Part 1 – Map Basics

By: Vlamis Staff
September 12, 2016

This is the first in a series of posts on Maps in OBIEE.  Part 2 – Database is here.

Many people mistakenly believe that implementing map views in Oracle Business Intelligence (OBI) is difficult, requires additional licensing on the Oracle database and requires them to pay for content from third party map providers. Third party provided map data and Oracle Spatial and Graph (an additional option for the Enterprise Edition of the database) may offer significant value to your organization but neither of these options are necessary to create and use maps with OBI. Country, state or province, county, city and even neighborhood level map data is freely available and easily found in a number of places.

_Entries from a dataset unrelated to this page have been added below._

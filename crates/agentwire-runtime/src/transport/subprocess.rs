//! Transport over an agent CLI subprocess.
//!
//! Data flow:
//! ```text
//! send() -> writer task -> process stdin
//! process stdout -> read loop -> StreamDecoder -> MessageStream
//! ```

use std::sync::Arc;
use std::sync::atomic::{AtomicBool, AtomicU64, Ordering};
use std::time::Duration;

use async_trait::async_trait;
use tokio::io::AsyncReadExt;
use tokio::process::ChildStdout;
use tokio::sync::{Mutex, mpsc, oneshot};
use tokio::task::JoinHandle;
use tokio_util::sync::CancellationToken;
use tracing::{debug, info, warn};
use uuid::Uuid;

use agentwire_core::config::TransportConfig;
use agentwire_core::ndjson::{Message, StreamDecoder, StreamMessage};
use agentwire_core::{AgentOptions, CommandSpec, build_command, resolve_cli_path};

use super::{MessageStream, Transport, TransportError, TransportFactory};
use crate::subprocess::AgentProcess;

/// Bytes requested per stdout read.
const READ_CHUNK: usize = 64 * 1024;

/// How long the read loop waits for an exit status after stdout EOF.
const EXIT_STATUS_WAIT: Duration = Duration::from_millis(500);
const EXIT_STATUS_POLL: Duration = Duration::from_millis(25);
const STDERR_WAIT: Duration = Duration::from_millis(500);

/// How long `close` waits for the read loop after the process is reaped.
const READER_JOIN_TIMEOUT: Duration = Duration::from_secs(2);

/// A line queued for the writer task, acknowledged once written.
struct WriteRequest {
    line: Vec<u8>,
    ack: oneshot::Sender<Result<(), String>>,
}

struct Connection {
    process: Arc<AgentProcess>,
    writer_tx: mpsc::Sender<WriteRequest>,
    shutdown: CancellationToken,
    reader: JoinHandle<()>,
    writer: JoinHandle<()>,
    stream: Option<MessageStream>,
}

enum Link {
    Idle,
    Connected(Connection),
    Closed,
}

/// [`Transport`] backed by one agent CLI process.
pub struct SubprocessTransport {
    session_id: String,
    spec: CommandSpec,
    config: TransportConfig,
    link: Mutex<Link>,
    alive: Arc<AtomicBool>,
    request_counter: AtomicU64,
}

impl SubprocessTransport {
    pub fn new(session_id: impl Into<String>, spec: CommandSpec, config: TransportConfig) -> Self {
        Self {
            session_id: session_id.into(),
            spec,
            config,
            link: Mutex::new(Link::Idle),
            alive: Arc::new(AtomicBool::new(false)),
            request_counter: AtomicU64::new(0),
        }
    }

    pub fn session_id(&self) -> &str {
        &self.session_id
    }

    /// OS process id, once connected.
    pub async fn pid(&self) -> Option<u32> {
        match &*self.link.lock().await {
            Link::Connected(conn) => conn.process.pid(),
            Link::Idle | Link::Closed => None,
        }
    }

    async fn writer_tx(&self) -> Result<mpsc::Sender<WriteRequest>, TransportError> {
        match &*self.link.lock().await {
            Link::Connected(conn) => Ok(conn.writer_tx.clone()),
            Link::Idle => Err(TransportError::NotConnected),
            Link::Closed => Err(TransportError::Closed),
        }
    }

    fn next_request_id(&self) -> String {
        let n = self.request_counter.fetch_add(1, Ordering::Relaxed) + 1;
        let suffix = Uuid::new_v4().simple().to_string();
        format!("req_{n}_{}", &suffix[..8])
    }
}

#[async_trait]
impl Transport for SubprocessTransport {
    async fn connect(&self, cancel: &CancellationToken) -> Result<(), TransportError> {
        let mut link = self.link.lock().await;
        match *link {
            Link::Idle => {}
            Link::Connected(_) => return Err(TransportError::AlreadyConnected),
            Link::Closed => return Err(TransportError::Closed),
        }
        if cancel.is_cancelled() {
            return Err(TransportError::Cancelled);
        }

        let process = Arc::new(AgentProcess::new());
        process.start(&self.spec).await?;
        let Some(stdout) = process.take_stdout().await else {
            process.terminate().await?;
            return Err(TransportError::NotConnected);
        };

        let capacity = self.config.channel_capacity.max(1);
        let (msg_tx, msg_rx) = mpsc::channel(capacity);
        let (err_tx, err_rx) = mpsc::channel(capacity);
        let (writer_tx, writer_rx) = mpsc::channel::<WriteRequest>(capacity);
        let shutdown = CancellationToken::new();

        self.alive.store(true, Ordering::SeqCst);
        let reader = tokio::spawn(read_loop(ReadLoop {
            session_id: self.session_id.clone(),
            stdout,
            decoder: StreamDecoder::with_max_size(self.config.max_buffer_size),
            messages: msg_tx,
            errors: err_tx,
            process: Arc::clone(&process),
            shutdown: shutdown.clone(),
            alive: Arc::clone(&self.alive),
        }));
        let writer = tokio::spawn(write_loop(
            self.session_id.clone(),
            writer_rx,
            Arc::clone(&process),
        ));

        info!(session_id = %self.session_id, pid = ?process.pid(), "Transport connected");
        *link = Link::Connected(Connection {
            process,
            writer_tx,
            shutdown,
            reader,
            writer,
            stream: Some(MessageStream {
                messages: msg_rx,
                errors: err_rx,
            }),
        });
        Ok(())
    }

    async fn send(
        &self,
        message: &StreamMessage,
        cancel: &CancellationToken,
    ) -> Result<(), TransportError> {
        let line = message.to_line()?.into_bytes();
        let writer_tx = self.writer_tx().await?;
        let (ack_tx, ack_rx) = oneshot::channel();

        // `Cancelled` means nothing reached the writer.
        tokio::select! {
            biased;
            () = cancel.cancelled() => return Err(TransportError::Cancelled),
            sent = writer_tx.send(WriteRequest { line, ack: ack_tx }) => {
                sent.map_err(|_| TransportError::Closed)?;
            }
        }

        // Once queued the line is written whole even if the caller stops
        // waiting for the acknowledgement.
        tokio::select! {
            ack = ack_rx => match ack {
                Ok(Ok(())) => Ok(()),
                Ok(Err(e)) => Err(TransportError::WriteFailed(e)),
                Err(_) => Err(TransportError::Closed),
            },
            () = cancel.cancelled() => Err(TransportError::CancelledInFlight),
        }
    }

    async fn receive(&self, cancel: &CancellationToken) -> Result<MessageStream, TransportError> {
        if cancel.is_cancelled() {
            return Err(TransportError::Cancelled);
        }
        match &mut *self.link.lock().await {
            Link::Connected(conn) => conn.stream.take().ok_or(TransportError::StreamTaken),
            Link::Idle => Err(TransportError::NotConnected),
            Link::Closed => Err(TransportError::Closed),
        }
    }

    async fn interrupt(&self, cancel: &CancellationToken) -> Result<(), TransportError> {
        let request_id = self.next_request_id();
        debug!(session_id = %self.session_id, %request_id, "Sending interrupt");
        let request =
            StreamMessage::control_request(request_id, serde_json::json!({ "subtype": "interrupt" }));
        self.send(&request, cancel).await
    }

    async fn close(&self) -> Result<(), TransportError> {
        let previous = std::mem::replace(&mut *self.link.lock().await, Link::Closed);
        let Link::Connected(conn) = previous else {
            return Ok(());
        };

        let Connection {
            process,
            writer_tx,
            shutdown,
            mut reader,
            writer,
            stream,
        } = conn;

        info!(session_id = %self.session_id, pid = ?process.pid(), "Closing transport");
        shutdown.cancel();
        drop(writer_tx);
        drop(stream);
        // A write stuck on a full stdin pipe must not delay the signal.
        writer.abort();

        let result = process.terminate().await;
        self.alive.store(false, Ordering::SeqCst);

        if tokio::time::timeout(READER_JOIN_TIMEOUT, &mut reader)
            .await
            .is_err()
        {
            warn!(session_id = %self.session_id, "Read loop did not stop, aborting");
            reader.abort();
        }

        result.map_err(TransportError::from)
    }

    fn is_connected(&self) -> bool {
        self.alive.load(Ordering::SeqCst)
    }
}

async fn write_loop(
    session_id: String,
    mut requests: mpsc::Receiver<WriteRequest>,
    process: Arc<AgentProcess>,
) {
    while let Some(WriteRequest { line, ack }) = requests.recv().await {
        let result = process
            .write_line(&line)
            .await
            .map_err(|e| e.to_string());
        if let Err(ref e) = result {
            warn!(%session_id, error = %e, "Write to agent stdin failed");
        }
        // The sender may have given up waiting; the line was written anyway.
        let _ = ack.send(result);
    }
    debug!(%session_id, "Writer task finished");
}

struct ReadLoop {
    session_id: String,
    stdout: ChildStdout,
    decoder: StreamDecoder,
    messages: mpsc::Sender<Message>,
    errors: mpsc::Sender<TransportError>,
    process: Arc<AgentProcess>,
    shutdown: CancellationToken,
    alive: Arc<AtomicBool>,
}

impl ReadLoop {
    /// Deliver `item` unless shutdown wins first. A dropped receiver is not
    /// a reason to stop reading; the process must not block on a full pipe.
    async fn forward<T: Send>(&self, tx: &mpsc::Sender<T>, item: T) -> bool {
        tokio::select! {
            _ = tx.send(item) => true,
            () = self.shutdown.cancelled() => false,
        }
    }

    async fn dispatch(&mut self, chunk: &[u8]) -> bool {
        for item in self.decoder.feed(chunk) {
            let delivered = match item {
                Ok(message) => self.forward(&self.messages, message).await,
                Err(e) => {
                    warn!(session_id = %self.session_id, error = %e, "Failed to decode agent output");
                    self.forward(&self.errors, TransportError::Decode(e)).await
                }
            };
            if !delivered {
                return false;
            }
        }
        true
    }

    async fn report_exit(&mut self) {
        if let Some(e) = self.decoder.finish() {
            self.forward(&self.errors, TransportError::Decode(e)).await;
        }

        let mut status = None;
        let deadline = tokio::time::Instant::now() + EXIT_STATUS_WAIT;
        while tokio::time::Instant::now() < deadline {
            status = self.process.try_exit_status().await;
            if status.is_some() || self.shutdown.is_cancelled() {
                break;
            }
            tokio::time::sleep(EXIT_STATUS_POLL).await;
        }
        if self.shutdown.is_cancelled() {
            return;
        }

        let code = status.and_then(|s| s.code());
        self.process.finish_stderr(STDERR_WAIT).await;
        let stderr = self.process.stderr_tail().await.join("\n");
        warn!(session_id = %self.session_id, ?code, "Agent process exited unexpectedly");
        self.forward(&self.errors, TransportError::ProcessExited { code, stderr })
            .await;
    }
}

async fn read_loop(mut ctx: ReadLoop) {
    let mut buf = vec![0u8; READ_CHUNK];
    loop {
        let read = tokio::select! {
            biased;
            () = ctx.shutdown.cancelled() => break,
            read = ctx.stdout.read(&mut buf) => read,
        };
        match read {
            Ok(0) => {
                if !ctx.shutdown.is_cancelled() {
                    ctx.report_exit().await;
                }
                break;
            }
            Ok(n) => {
                if !ctx.dispatch(&buf[..n]).await {
                    break;
                }
            }
            Err(e) => {
                if !ctx.shutdown.is_cancelled() {
                    warn!(session_id = %ctx.session_id, error = %e, "Failed to read agent stdout");
                    ctx.forward(&ctx.errors, TransportError::Process(e.into()))
                        .await;
                }
                break;
            }
        }
    }
    ctx.alive.store(false, Ordering::SeqCst);
    debug!(session_id = %ctx.session_id, "Read loop finished");
}

/// Builds a [`SubprocessTransport`] per session from shared options.
pub struct SubprocessTransportFactory {
    options: AgentOptions,
    config: TransportConfig,
}

impl SubprocessTransportFactory {
    pub const fn new(options: AgentOptions, config: TransportConfig) -> Self {
        Self { options, config }
    }
}

impl TransportFactory for SubprocessTransportFactory {
    fn create(&self, session_id: &str) -> Result<Arc<dyn Transport>, TransportError> {
        let cli_path = resolve_cli_path(&self.options, self.config.cli_path.as_deref())?;
        let spec = build_command(&self.options, &cli_path);
        Ok(Arc::new(SubprocessTransport::new(
            session_id,
            spec,
            self.config.clone(),
        )))
    }
}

Oracle Locator is included with all versions of the Oracle Database. Oracle Map Viewer is included with OBI and the Map Builder and Map Editor tools included with Map Viewer make it possible to import and customize maps.  Maps views are produced through an integration between the Oracle Database, Map Viewer and OBI but the hard part of the integration is already done so all that is really required to utilize the power of maps is an understanding of the components involved in the integration and how they interact with each other.

As with most things Oracle, what at first seems complicated is actually pretty simple once an understanding is developed. Maps are like this. At the heart of map views measures such as dollar or quantity are dynamically associated with geometric shapes and rendered using colors, styles and other visualizations in such a way as to enhance the meaning of the underlying data. That’s a complicated task. Thankfully all that is needed to make OBI maps work is a desired geometric shape (US States as an example) and the attribute of that shape (State name for example) that will be associated with the data from OBI. Everything else involved is just giving the various components involved what they need to do their part of the task.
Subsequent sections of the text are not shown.